Assignment: From the first line of the data below, copy each line up to the one containing "use serde_json::json;", and include that line too.

Data under study:
........
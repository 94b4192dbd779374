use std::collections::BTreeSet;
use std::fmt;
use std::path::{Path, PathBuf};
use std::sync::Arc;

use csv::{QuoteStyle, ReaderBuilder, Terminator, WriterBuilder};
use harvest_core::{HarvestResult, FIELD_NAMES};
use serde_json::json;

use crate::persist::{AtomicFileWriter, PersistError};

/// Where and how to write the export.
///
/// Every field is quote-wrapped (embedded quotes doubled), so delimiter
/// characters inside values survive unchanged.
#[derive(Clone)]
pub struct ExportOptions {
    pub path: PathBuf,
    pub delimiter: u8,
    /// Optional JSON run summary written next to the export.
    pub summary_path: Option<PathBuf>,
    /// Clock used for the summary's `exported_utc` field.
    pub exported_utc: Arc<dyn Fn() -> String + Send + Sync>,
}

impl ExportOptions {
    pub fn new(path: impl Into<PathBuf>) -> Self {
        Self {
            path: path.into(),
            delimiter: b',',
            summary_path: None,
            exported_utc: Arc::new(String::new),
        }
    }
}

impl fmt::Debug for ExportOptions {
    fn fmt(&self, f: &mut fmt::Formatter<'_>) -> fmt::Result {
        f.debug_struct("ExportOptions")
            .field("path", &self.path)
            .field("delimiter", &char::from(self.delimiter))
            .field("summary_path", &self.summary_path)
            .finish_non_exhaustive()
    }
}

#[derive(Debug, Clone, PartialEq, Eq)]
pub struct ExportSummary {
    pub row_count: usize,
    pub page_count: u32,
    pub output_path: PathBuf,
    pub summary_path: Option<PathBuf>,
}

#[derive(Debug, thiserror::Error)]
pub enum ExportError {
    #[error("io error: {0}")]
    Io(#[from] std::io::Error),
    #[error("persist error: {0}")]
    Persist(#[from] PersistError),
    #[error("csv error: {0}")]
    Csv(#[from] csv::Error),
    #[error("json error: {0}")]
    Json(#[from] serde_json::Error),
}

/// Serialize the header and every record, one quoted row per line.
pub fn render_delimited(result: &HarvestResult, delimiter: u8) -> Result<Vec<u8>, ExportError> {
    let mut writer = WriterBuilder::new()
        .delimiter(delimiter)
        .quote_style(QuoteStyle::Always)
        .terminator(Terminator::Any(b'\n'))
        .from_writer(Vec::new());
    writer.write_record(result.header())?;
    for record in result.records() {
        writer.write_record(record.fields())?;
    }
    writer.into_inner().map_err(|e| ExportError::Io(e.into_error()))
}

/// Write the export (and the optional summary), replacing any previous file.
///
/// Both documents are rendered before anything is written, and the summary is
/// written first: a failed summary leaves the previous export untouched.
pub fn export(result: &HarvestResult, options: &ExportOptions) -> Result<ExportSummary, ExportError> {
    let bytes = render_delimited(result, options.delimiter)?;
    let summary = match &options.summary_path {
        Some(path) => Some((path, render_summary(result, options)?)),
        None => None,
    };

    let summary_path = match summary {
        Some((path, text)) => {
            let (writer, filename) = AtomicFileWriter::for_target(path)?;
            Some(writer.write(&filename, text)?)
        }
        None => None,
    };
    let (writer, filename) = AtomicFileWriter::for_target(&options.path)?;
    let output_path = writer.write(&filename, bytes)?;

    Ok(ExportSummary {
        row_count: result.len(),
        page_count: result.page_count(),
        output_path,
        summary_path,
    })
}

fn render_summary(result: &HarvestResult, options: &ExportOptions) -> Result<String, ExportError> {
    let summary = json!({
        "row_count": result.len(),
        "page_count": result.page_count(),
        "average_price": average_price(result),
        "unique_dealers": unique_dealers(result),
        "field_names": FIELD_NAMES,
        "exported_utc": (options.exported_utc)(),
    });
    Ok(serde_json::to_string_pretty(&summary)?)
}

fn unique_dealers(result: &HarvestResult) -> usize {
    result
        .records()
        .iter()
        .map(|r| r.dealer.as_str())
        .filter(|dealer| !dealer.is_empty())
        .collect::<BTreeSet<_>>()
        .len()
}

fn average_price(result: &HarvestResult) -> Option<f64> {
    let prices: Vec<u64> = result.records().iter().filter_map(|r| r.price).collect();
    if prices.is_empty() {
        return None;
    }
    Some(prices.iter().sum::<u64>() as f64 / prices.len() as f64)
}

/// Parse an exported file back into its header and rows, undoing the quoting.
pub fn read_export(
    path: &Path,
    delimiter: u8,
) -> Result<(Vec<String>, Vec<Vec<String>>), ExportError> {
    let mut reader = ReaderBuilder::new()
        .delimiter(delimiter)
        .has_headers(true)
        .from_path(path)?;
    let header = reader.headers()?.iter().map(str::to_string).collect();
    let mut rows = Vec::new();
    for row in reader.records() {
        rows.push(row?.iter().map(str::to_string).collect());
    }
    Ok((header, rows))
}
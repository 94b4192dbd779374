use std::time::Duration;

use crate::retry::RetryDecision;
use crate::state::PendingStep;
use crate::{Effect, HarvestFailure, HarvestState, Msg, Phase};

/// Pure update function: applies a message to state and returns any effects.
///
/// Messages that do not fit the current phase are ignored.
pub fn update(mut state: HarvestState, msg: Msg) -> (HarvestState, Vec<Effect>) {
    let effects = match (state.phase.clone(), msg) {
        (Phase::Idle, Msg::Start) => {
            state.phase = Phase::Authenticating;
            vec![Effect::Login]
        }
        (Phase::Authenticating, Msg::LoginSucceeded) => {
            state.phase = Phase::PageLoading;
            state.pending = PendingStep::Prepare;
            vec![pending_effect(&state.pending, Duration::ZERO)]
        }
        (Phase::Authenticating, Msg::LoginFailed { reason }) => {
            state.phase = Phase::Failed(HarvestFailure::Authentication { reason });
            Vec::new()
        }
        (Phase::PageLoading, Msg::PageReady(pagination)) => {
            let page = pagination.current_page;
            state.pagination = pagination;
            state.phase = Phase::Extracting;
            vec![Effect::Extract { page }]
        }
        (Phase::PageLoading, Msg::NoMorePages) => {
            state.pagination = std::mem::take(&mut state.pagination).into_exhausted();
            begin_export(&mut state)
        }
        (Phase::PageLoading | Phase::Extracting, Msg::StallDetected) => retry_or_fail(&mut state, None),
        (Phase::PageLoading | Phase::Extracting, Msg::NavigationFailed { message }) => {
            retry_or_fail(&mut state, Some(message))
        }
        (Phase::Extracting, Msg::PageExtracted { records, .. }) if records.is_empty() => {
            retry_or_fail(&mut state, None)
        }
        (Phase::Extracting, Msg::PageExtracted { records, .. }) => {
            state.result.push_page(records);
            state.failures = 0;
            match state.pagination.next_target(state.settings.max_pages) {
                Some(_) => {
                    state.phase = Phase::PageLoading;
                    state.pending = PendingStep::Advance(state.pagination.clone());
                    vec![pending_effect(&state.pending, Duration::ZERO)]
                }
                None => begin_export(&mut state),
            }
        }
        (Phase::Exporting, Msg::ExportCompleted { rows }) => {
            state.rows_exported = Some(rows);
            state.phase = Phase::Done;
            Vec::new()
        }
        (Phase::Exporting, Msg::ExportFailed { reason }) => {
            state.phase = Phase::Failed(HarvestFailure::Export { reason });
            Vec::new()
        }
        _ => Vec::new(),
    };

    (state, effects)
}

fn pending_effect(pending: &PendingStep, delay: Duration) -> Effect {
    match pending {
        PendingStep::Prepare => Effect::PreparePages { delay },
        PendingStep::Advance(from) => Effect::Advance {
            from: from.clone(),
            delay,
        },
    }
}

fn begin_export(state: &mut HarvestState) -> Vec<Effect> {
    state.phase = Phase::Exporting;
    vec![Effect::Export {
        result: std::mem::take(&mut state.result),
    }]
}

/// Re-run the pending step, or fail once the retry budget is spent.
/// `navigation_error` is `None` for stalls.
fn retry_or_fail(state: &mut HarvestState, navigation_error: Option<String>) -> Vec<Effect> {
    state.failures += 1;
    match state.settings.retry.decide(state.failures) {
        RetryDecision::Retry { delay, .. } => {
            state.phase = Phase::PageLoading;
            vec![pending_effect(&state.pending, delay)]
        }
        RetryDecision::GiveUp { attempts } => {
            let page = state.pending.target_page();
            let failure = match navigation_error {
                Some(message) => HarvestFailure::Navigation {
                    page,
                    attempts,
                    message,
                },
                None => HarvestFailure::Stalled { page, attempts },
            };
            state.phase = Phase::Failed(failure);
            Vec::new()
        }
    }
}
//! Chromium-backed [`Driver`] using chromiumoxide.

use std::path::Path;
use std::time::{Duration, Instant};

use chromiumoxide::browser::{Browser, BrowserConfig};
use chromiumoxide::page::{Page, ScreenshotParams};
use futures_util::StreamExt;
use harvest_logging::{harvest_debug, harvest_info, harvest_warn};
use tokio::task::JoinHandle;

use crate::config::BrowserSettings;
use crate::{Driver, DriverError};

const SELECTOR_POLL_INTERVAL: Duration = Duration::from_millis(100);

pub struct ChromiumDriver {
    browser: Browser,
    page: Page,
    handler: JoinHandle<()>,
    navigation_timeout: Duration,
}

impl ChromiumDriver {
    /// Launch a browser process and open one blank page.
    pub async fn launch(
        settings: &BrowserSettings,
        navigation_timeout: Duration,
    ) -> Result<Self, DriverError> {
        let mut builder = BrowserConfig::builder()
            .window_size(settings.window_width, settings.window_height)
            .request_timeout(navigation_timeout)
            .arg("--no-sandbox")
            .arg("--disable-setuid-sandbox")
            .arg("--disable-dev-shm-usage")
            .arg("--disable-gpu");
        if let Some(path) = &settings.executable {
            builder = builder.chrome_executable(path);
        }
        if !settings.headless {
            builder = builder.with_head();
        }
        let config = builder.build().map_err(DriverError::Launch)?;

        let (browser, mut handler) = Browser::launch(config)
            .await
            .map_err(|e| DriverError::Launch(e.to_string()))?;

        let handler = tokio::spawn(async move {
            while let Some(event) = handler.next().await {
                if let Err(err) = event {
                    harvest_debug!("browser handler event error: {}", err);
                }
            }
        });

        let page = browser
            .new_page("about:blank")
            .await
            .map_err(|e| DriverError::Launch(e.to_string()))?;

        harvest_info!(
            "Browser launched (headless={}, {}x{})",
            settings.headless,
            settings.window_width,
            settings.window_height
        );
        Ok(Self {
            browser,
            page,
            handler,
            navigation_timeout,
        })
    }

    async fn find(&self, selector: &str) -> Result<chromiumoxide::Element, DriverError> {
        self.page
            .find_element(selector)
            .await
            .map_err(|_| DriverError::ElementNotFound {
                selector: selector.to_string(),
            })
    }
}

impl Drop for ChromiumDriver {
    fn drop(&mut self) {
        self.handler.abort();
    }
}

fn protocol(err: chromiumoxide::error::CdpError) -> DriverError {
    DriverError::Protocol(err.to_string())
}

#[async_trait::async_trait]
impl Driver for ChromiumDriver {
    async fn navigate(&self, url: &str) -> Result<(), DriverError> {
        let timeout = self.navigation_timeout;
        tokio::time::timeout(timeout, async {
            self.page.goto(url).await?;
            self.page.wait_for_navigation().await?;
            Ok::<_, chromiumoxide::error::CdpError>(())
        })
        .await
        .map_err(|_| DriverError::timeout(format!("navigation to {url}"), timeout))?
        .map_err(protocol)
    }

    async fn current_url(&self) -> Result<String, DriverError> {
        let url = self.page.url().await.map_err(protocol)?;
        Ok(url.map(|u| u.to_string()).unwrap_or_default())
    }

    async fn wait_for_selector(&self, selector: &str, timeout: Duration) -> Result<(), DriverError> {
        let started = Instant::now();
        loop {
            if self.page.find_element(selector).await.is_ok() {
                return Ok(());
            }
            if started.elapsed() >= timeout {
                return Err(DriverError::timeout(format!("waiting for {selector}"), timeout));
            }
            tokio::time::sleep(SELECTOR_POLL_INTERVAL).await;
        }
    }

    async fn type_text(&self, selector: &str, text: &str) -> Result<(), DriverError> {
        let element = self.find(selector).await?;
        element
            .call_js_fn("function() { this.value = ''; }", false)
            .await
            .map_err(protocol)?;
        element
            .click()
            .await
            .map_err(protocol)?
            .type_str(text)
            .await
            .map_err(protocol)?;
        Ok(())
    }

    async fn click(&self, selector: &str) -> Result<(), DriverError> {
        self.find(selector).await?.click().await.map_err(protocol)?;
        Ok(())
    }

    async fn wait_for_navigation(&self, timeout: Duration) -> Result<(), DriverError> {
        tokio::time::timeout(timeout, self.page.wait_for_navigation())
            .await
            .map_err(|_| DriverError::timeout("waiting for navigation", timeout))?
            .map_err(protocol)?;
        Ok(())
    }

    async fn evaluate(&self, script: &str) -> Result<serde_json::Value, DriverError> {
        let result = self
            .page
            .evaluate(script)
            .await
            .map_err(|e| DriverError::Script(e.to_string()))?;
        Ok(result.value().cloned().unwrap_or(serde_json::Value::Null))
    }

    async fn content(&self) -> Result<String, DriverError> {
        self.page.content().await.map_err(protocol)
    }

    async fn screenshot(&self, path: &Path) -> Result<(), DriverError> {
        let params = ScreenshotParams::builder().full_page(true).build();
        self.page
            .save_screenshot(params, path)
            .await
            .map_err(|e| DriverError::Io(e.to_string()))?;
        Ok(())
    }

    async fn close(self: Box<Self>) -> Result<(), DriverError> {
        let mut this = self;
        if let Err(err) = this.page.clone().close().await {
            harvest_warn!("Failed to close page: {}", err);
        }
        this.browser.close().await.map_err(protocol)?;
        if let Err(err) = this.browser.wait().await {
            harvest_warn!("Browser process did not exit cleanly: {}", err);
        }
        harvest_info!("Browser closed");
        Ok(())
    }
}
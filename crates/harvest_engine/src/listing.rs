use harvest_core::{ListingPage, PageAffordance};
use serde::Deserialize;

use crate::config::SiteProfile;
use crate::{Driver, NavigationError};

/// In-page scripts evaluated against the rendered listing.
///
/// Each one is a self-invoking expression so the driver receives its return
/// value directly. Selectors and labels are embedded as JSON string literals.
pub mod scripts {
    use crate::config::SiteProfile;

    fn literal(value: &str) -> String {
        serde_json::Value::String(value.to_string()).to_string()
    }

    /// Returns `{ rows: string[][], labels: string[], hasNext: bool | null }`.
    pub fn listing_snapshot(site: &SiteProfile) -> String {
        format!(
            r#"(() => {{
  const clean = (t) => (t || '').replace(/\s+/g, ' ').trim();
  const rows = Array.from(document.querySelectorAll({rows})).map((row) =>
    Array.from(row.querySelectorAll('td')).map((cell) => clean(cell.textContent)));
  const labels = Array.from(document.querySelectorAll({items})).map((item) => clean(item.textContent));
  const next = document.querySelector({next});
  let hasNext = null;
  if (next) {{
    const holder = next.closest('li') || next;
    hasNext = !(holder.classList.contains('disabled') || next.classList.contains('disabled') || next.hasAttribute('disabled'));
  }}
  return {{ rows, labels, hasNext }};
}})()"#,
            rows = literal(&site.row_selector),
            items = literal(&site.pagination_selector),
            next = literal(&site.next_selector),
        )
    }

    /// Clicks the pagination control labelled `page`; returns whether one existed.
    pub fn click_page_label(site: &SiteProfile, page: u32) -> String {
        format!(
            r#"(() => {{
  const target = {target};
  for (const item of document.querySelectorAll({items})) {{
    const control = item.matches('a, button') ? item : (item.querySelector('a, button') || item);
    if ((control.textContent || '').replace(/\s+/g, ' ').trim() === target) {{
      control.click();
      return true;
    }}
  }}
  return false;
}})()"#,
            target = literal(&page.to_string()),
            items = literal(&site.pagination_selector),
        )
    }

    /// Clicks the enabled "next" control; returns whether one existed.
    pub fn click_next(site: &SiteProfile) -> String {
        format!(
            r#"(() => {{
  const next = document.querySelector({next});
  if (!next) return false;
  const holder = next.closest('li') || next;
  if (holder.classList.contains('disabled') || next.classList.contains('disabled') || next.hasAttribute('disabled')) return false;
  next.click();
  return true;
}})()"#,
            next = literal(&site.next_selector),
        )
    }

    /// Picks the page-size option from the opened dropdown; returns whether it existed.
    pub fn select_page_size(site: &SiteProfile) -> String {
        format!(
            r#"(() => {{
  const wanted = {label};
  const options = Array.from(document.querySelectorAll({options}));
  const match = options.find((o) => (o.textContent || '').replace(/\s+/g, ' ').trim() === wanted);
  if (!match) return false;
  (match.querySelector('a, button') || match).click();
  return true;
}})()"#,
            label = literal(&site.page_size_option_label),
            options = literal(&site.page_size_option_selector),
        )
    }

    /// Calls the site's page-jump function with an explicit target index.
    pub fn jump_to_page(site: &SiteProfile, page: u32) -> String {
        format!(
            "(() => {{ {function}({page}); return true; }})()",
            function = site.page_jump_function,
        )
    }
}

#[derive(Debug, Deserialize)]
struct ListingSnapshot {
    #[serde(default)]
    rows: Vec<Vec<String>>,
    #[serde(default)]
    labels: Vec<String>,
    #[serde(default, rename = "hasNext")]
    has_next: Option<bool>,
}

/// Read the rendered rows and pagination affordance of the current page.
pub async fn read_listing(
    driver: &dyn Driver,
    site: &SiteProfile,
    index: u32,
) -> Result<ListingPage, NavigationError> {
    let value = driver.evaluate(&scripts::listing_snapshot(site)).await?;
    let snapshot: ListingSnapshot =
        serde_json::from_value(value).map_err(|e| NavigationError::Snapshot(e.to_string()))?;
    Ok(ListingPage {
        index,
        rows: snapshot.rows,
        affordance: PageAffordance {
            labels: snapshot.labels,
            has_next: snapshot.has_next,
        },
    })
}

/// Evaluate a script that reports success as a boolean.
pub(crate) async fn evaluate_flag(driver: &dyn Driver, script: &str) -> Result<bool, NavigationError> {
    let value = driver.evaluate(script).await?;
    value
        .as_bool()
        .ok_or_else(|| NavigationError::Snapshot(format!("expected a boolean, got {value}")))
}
........
Worked solution:
repository 94b4192dbd779374
use std::collections::BTreeSet;
use std::fmt;
use std::path::{Path, PathBuf};
use std::sync::Arc;

use csv::{QuoteStyle, ReaderBuilder, Terminator, WriterBuilder};
use harvest_core::{HarvestResult, FIELD_NAMES};
use serde_json::json;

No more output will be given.